Photo by Lance Cpl. M. C. Nerl

Community supports docs with Ridge Run

18 May 2010 | Lance Cpl. M. C. Nerl Marine Corps Air Ground Combat Center Twentynine Palms

The Combat Center community raced to raise money for the installation’s Robert E. Bush Naval Hospital during the 23rd Annual Ridge Run behind the hospital May 7.

The run featured something for everyone and offered two distinct courses, said Ed Tennison, a race organizer.

“The two routes are the somewhat easy 5K and the extremely hard 8K,” said the Silsbee, Texas, native. “The 8K really goes up the ridges.”

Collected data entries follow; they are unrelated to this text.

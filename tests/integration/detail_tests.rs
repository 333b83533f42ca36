use crate::support::{catalog, detail_url, FakeSite, Frame, Response};
use cardlens::model::{CategorySource, EvolutionStage};
use cardlens::{CardError, CardId, Category};
use serde_json::json;
use std::time::Duration;
use tokio::time::Instant;

const PIKACHU: &str = include_str!("../fixtures/detail_pikachu.html");
const GOODS: &str = include_str!("../fixtures/detail_goods.html");
const NOT_FOUND: &str = include_str!("../fixtures/not_found.html");

fn id(raw: &str) -> CardId {
    CardId::parse(raw).unwrap()
}

#[tokio::test(start_paused = true)]
async fn test_detail_of_pokemon() {
    let site = FakeSite::new();
    site.serve(&detail_url("46326", "SV"), vec![Frame::html(PIKACHU)]);
    let catalog = catalog(&site);
    let start = Instant::now();

    let card = catalog.detail(&id("46326"), None).await.unwrap();

    // navigation throttle, then the content throttle; the page is ready at once
    assert_eq!(start.elapsed(), Duration::from_secs(2));

    assert_eq!(card.card_id.as_str(), "46326");
    assert_eq!(card.name, "ピカチュウ");
    assert_eq!(card.detail_url, detail_url("46326", "SV"));
    assert_eq!(card.hp, Some(70));
    assert_eq!(card.evolution_stage, Some(EvolutionStage::Base));
    assert_eq!(card.card_type.as_deref(), Some("Lightning"));
    assert_eq!(card.weakness.as_deref(), Some("×2"));
    assert_eq!(card.resistance.as_deref(), Some("--"));
    assert_eq!(card.retreat_cost, Some(1));
    assert_eq!(card.set_name.as_deref(), Some("SV1S 021/078"));
    assert_eq!(card.rarity.as_deref(), Some("C"));
    assert_eq!(card.category, Category::Pokemon);
    assert_eq!(card.category_source, CategorySource::Inferred);

    assert_eq!(card.moves.len(), 2);
    assert_eq!(card.moves[0].clean_name, "でんきだま");
    assert_eq!(card.moves[0].damage, Some(20));
    assert_eq!(card.moves[0].effect, "");
    assert_eq!(card.moves[1].clean_name, "まんボルト");
    assert_eq!(card.moves[1].energy_cost, ["lightning", "colorless"]);
    assert_eq!(card.moves[1].damage, Some(90));
    assert!(card.moves[1].effect.contains("トラッシュ"));

    site.activity(|a| assert_eq!(a.pages_closed, 1));
}

#[tokio::test(start_paused = true)]
async fn test_detail_serializes_camel_case() {
    let site = FakeSite::new();
    site.serve(&detail_url("45620", "SV"), vec![Frame::html(GOODS)]);
    let catalog = catalog(&site);

    let card = catalog.detail(&id("45620"), None).await.unwrap();
    assert_eq!(card.category, Category::Goods);
    assert_eq!(card.category_source, CategorySource::Page);

    let value = serde_json::to_value(&card).unwrap();
    assert_eq!(value["cardId"], json!("45620"));
    assert_eq!(value["fullName"], json!("ネストボール"));
    assert_eq!(value["category"], json!("Goods"));
    assert_eq!(value["categorySource"], json!("page"));
    assert_eq!(value["hp"], json!(null));
    assert_eq!(value["moves"], json!([]));
    assert_eq!(value["setCode"], json!(null));
}

#[tokio::test(start_paused = true)]
async fn test_detail_prefers_state_picture() {
    let site = FakeSite::new();
    site.serve(
        &detail_url("46326", "SV"),
        vec![Frame::html(PIKACHU).with_state(json!({
            "names": null,
            "pictures": { "46326": "/assets/images/card_images/large/SV1S/046326_P_PIKACHIXYU_STATE.jpg" }
        }))],
    );
    let catalog = catalog(&site);

    let card = catalog.detail(&id("46326"), None).await.unwrap();
    assert_eq!(
        card.image_url.as_deref(),
        Some("https://www.pokemon-card.com/assets/images/card_images/large/SV1S/046326_P_PIKACHIXYU_STATE.jpg")
    );
}

#[tokio::test(start_paused = true)]
async fn test_detail_not_found_names_card() {
    let site = FakeSite::new();
    site.serve(&detail_url("99999", "SV"), vec![Frame::html(NOT_FOUND)]);
    let catalog = catalog(&site);

    let err = catalog.detail(&id("99999"), None).await.unwrap_err();

    assert!(matches!(err, CardError::NotFound { .. }), "{err:?}");
    assert!(err.to_string().contains("99999"));
    assert_eq!(err.kind().status_code(), 404);
    site.activity(|a| assert_eq!(a.pages_closed, 1));
}

#[tokio::test(start_paused = true)]
async fn test_detail_regulation_segment() {
    let site = FakeSite::new();
    site.serve(&detail_url("46326", ""), vec![Frame::html(PIKACHU)]);
    site.serve(&detail_url("46326", "XY"), vec![Frame::html(PIKACHU)]);
    let catalog = catalog(&site);

    let card = catalog.detail(&id("46326"), Some("")).await.unwrap();
    assert_eq!(card.detail_url, detail_url("46326", ""));

    let card = catalog.detail(&id("46326"), Some("XY")).await.unwrap();
    assert_eq!(card.detail_url, detail_url("46326", "XY"));

    let visited = site.activity(|a| a.visited.clone());
    assert_eq!(visited, [detail_url("46326", ""), detail_url("46326", "XY")]);
}

#[tokio::test(start_paused = true)]
async fn test_detail_either_matches_id_or_fails_classified() {
    let site = FakeSite::new();
    site.serve(&detail_url("46326", "SV"), vec![Frame::html(PIKACHU)]);
    site.route(&detail_url("10000", "SV"), Response::Hang);
    site.route(
        &detail_url("20000", "SV"),
        Response::Fail("net::ERR_INTERNET_DISCONNECTED".into()),
    );
    let catalog = catalog(&site);

    for raw in ["46326", "10000", "20000", "30000"] {
        match catalog.detail(&id(raw), None).await {
            Ok(card) => assert_eq!(card.card_id.as_str(), raw),
            Err(CardError::NotFound { .. } | CardError::Timeout(_) | CardError::Network(_)) => {}
            Err(other) => panic!("unexpected error for {raw}: {other:?}"),
        }
    }

    site.activity(|a| {
        assert_eq!(a.pages_opened, 4);
        assert_eq!(a.pages_closed, 4);
    });
}

#[tokio::test(start_paused = true)]
async fn test_detail_waits_for_late_render() {
    let site = FakeSite::new();
    site.serve(
        &detail_url("46326", "SV"),
        vec![Frame::html("<html><body><div id=\"app\"></div></body></html>"), Frame::html(PIKACHU)],
    );
    let catalog = catalog(&site);
    let start = Instant::now();

    let card = catalog.detail(&id("46326"), None).await.unwrap();

    // one empty probe and one poll gap before the page rendered
    assert_eq!(start.elapsed(), Duration::from_secs(3));
    assert_eq!(card.hp, Some(70));
}
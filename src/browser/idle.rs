//! Network-quiet detection for page loads
//!
//! A page counts as settled once no more than a couple of requests have been
//! in flight for a short window after the load event.

use futures::{Stream, StreamExt};
use std::collections::HashSet;
use std::time::Duration;

/// Requests that may stay open while the page still counts as quiet
pub const MAX_INFLIGHT: usize = 2;

/// How long the in-flight count must stay at or below [`MAX_INFLIGHT`]
pub const QUIET_WINDOW: Duration = Duration::from_millis(500);

/// Request lifecycle notification, keyed by the browser's request id
#[derive(Debug, Clone, PartialEq, Eq)]
pub enum RequestEvent {
    Started(String),
    Finished(String),
}

/// Set of requests started but not yet finished or failed
#[derive(Debug, Default)]
pub struct InflightRequests {
    pending: HashSet<String>,
}

impl InflightRequests {
    pub fn apply(&mut self, event: RequestEvent) {
        match event {
            RequestEvent::Started(id) => {
                self.pending.insert(id);
            }
            RequestEvent::Finished(id) => {
                self.pending.remove(&id);
            }
        }
    }

    pub fn len(&self) -> usize {
        self.pending.len()
    }

    pub fn is_empty(&self) -> bool {
        self.pending.is_empty()
    }

    pub fn is_quiet(&self, max_inflight: usize) -> bool {
        self.pending.len() <= max_inflight
    }
}

/// Consumes `events` until at most `max_inflight` requests have been open for
/// a full `window`
///
/// Every event restarts the window. An ended stream means nothing more can
/// arrive, so it returns at once. No overall deadline is applied here.
pub async fn wait_for_network_quiet<S>(
    mut inflight: InflightRequests,
    mut events: S,
    max_inflight: usize,
    window: Duration,
) where
    S: Stream<Item = RequestEvent> + Unpin,
{
    loop {
        let next = if inflight.is_quiet(max_inflight) {
            tokio::select! {
                event = events.next() => event,
                _ = tokio::time::sleep(window) => {
                    tracing::debug!("Network quiet with {} requests in flight", inflight.len());
                    return;
                }
            }
        } else {
            events.next().await
        };

        match next {
            Some(event) => inflight.apply(event),
            None => {
                tracing::debug!("Request event stream ended");
                return;
            }
        }
    }
}
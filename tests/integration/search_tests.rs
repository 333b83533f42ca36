use crate::support::{catalog, catalog_with, FakeSite, Frame, Response, SEARCH_URL};
use cardlens::config::Config;
use cardlens::{CardError, Category, SearchQuery};
use serde_json::json;
use std::time::Duration;
use tokio::time::Instant;

const FORM: &str = include_str!("../fixtures/search_form.html");
const RESULTS_STATE: &str = include_str!("../fixtures/search_results_state.html");
const RESULTS_DOM: &str = include_str!("../fixtures/search_results_dom.html");
const NO_RESULTS: &str = include_str!("../fixtures/search_no_results.html");
const NOT_FOUND: &str = include_str!("../fixtures/not_found.html");

fn pikachu_state() -> serde_json::Value {
    json!({
        "names": { "46326": "ピカチュウ" },
        "altNames": { "46326": "ピカチュウ" },
        "pictures": { "46326": "/assets/images/card_images/large/SV1S/046326_P_PIKACHIXYU.jpg" }
    })
}

#[tokio::test(start_paused = true)]
async fn test_search_reads_embedded_state() {
    let site = FakeSite::new();
    site.serve(
        SEARCH_URL,
        vec![
            Frame::html(FORM),
            Frame::html(RESULTS_STATE).with_state(pikachu_state()),
        ],
    );
    let catalog = catalog(&site);

    let cards = catalog
        .search(&SearchQuery::by_name("ピカチュウ"))
        .await
        .expect("search should succeed");

    assert_eq!(cards.len(), 1);
    let card = &cards[0];
    assert_eq!(card.card_id.as_str(), "46326");
    assert!(!card.name.is_empty());
    assert!(Category::ALL.contains(&card.category));
    assert_eq!(card.category, Category::Pokemon);
    assert_eq!(
        card.image_url.as_deref(),
        Some("https://www.pokemon-card.com/assets/images/card_images/large/SV1S/046326_P_PIKACHIXYU.jpg")
    );

    // The query went through the form: name entered, then the button clicked
    let scripts = site.activity(|a| a.scripts.clone());
    assert_eq!(scripts.len(), 2);
    assert!(scripts[0].contains("ピカチュウ"));
    assert!(scripts[0].contains(r#"input[placeholder*=\"カード名\"]"#));
    assert!(scripts[1].contains(r#"button[type=\"submit\"]"#));

    site.activity(|a| {
        assert_eq!(a.pages_opened, 1);
        assert_eq!(a.pages_closed, 1);
    });
}

#[tokio::test(start_paused = true)]
async fn test_search_polls_until_results_render() {
    let site = FakeSite::new();
    site.serve(
        SEARCH_URL,
        vec![
            Frame::html(FORM),
            Frame::html(NO_RESULTS),
            Frame::html(NO_RESULTS),
            Frame::html(RESULTS_DOM),
        ],
    );
    let catalog = catalog(&site);
    let start = Instant::now();

    let cards = catalog
        .search(&SearchQuery::by_name("ボール"))
        .await
        .expect("search should succeed");

    // navigation throttle + content throttle + results throttle + two poll gaps
    assert_eq!(start.elapsed(), Duration::from_secs(5));

    assert_eq!(cards.len(), 2);
    assert_eq!(cards[0].card_id.as_str(), "45620");
    assert_eq!(cards[0].name, "ネストボール");
    assert_eq!(cards[0].category, Category::Goods);
    assert_eq!(
        cards[0].image_url.as_deref(),
        Some("https://www.pokemon-card.com/assets/images/card_images/large/SV1S/045620_T_NESUTOBORU.jpg")
    );

    assert_eq!(cards[1].card_id.as_str(), "45632");
    assert_eq!(cards[1].name, "博士の研究");
    assert_eq!(cards[1].full_name, "博士の研究(フトゥー博士)");
    assert_eq!(cards[1].category, Category::Supporter);
    assert_eq!(
        cards[1].detail_url,
        "https://www.pokemon-card.com/card-search/details.php/card/45632/regu/SV/"
    );
}

#[tokio::test(start_paused = true)]
async fn test_search_without_matches_is_empty() {
    let dir = tempfile::tempdir().unwrap();
    let screenshot = dir.path().join("empty.png");

    let site = FakeSite::new();
    site.serve(SEARCH_URL, vec![Frame::html(FORM), Frame::html(NO_RESULTS)]);

    let mut config = Config::default();
    config.diagnostics.screenshot_on_empty = Some(screenshot.clone());
    let catalog = catalog_with(&site, config);
    let start = Instant::now();

    let cards = catalog
        .search(&SearchQuery::by_name("存在しないカード"))
        .await
        .expect("an empty result is not an error");

    assert!(cards.is_empty());
    // 3s of throttling, then five polls with four gaps and none after the last
    assert_eq!(start.elapsed(), Duration::from_secs(7));
    assert!(screenshot.exists());

    let scripts = site.activity(|a| a.scripts.clone());
    assert!(scripts.iter().any(|s| s.contains("bodyText")));
    site.activity(|a| assert_eq!(a.pages_closed, 1));
}

#[tokio::test(start_paused = true)]
async fn test_search_never_reports_not_found() {
    let site = FakeSite::new();
    site.serve(SEARCH_URL, vec![Frame::html(NOT_FOUND)]);
    let catalog = catalog(&site);

    let cards = catalog
        .search(&SearchQuery::by_name("ピカチュウ"))
        .await
        .expect("a missing search page degrades to no results");

    assert!(cards.is_empty());
    site.activity(|a| assert_eq!(a.pages_closed, 1));
}

#[tokio::test(start_paused = true)]
async fn test_search_timeout() {
    let site = FakeSite::new();
    site.route(SEARCH_URL, Response::Hang);
    let catalog = catalog(&site);
    let start = Instant::now();

    let err = catalog
        .search(&SearchQuery::by_name("ピカチュウ"))
        .await
        .unwrap_err();

    assert!(matches!(err, CardError::Timeout(_)), "{err:?}");
    assert_eq!(start.elapsed(), Duration::from_secs(31));
    site.activity(|a| assert_eq!(a.pages_closed, 1));
}

#[tokio::test(start_paused = true)]
async fn test_search_failure_classification() {
    let site = FakeSite::new();
    let catalog = catalog(&site);
    let query = SearchQuery::by_name("ピカチュウ");

    site.route(
        SEARCH_URL,
        Response::Fail("net::ERR_CONNECTION_REFUSED at https://www.pokemon-card.com/card-search/".into()),
    );
    let err = catalog.search(&query).await.unwrap_err();
    assert!(matches!(err, CardError::Network(_)), "{err:?}");

    site.route(
        SEARCH_URL,
        Response::Fail("Navigation timeout of 30000 ms exceeded".into()),
    );
    let err = catalog.search(&query).await.unwrap_err();
    assert!(matches!(err, CardError::Timeout(_)), "{err:?}");

    site.route(SEARCH_URL, Response::Fail("Execution context was destroyed".into()));
    let err = catalog.search(&query).await.unwrap_err();
    assert!(matches!(err, CardError::Other(_)), "{err:?}");
    assert_eq!(err.to_string(), "Execution context was destroyed");

    site.activity(|a| {
        assert_eq!(a.pages_opened, 3);
        assert_eq!(a.pages_closed, 3);
    });
}

#[tokio::test(start_paused = true)]
async fn test_search_by_category_selects_site_token() {
    let site = FakeSite::new();
    site.serve(SEARCH_URL, vec![Frame::html(FORM), Frame::html(RESULTS_DOM)]);
    let catalog = catalog(&site);

    let query = SearchQuery {
        category: Some("サポート".to_string()),
        ..SearchQuery::default()
    };
    let cards = catalog.search(&query).await.unwrap();
    assert_eq!(cards.len(), 2);

    let scripts = site.activity(|a| a.scripts.clone());
    assert!(scripts[0].contains(r#"select[name=\"card_type\"]"#));
    assert!(scripts[0].contains(r#"["support","サポート"]"#));
}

The event hit an all-time popularity record this year. The number of participants increased to 368, compared to 250 in previous years. It raised nearly $3,200, which will fund Morale, Welfare and Recreation events for hospital personnel, Tennison said. The 5K drew 110 runners, while 258 took on the 8K.

Tennison, made a point to recognize the efforts of Matthew Sandlin as one of the key reasons for the success of this year’s run. Sandlin, re-organized the courses to make them more challenging and safer, he said.

“He is one of the top runners in the hospital,” Tennison said. “He was instrumental in putting the whole thing together last year, too. That’s why I approached him.”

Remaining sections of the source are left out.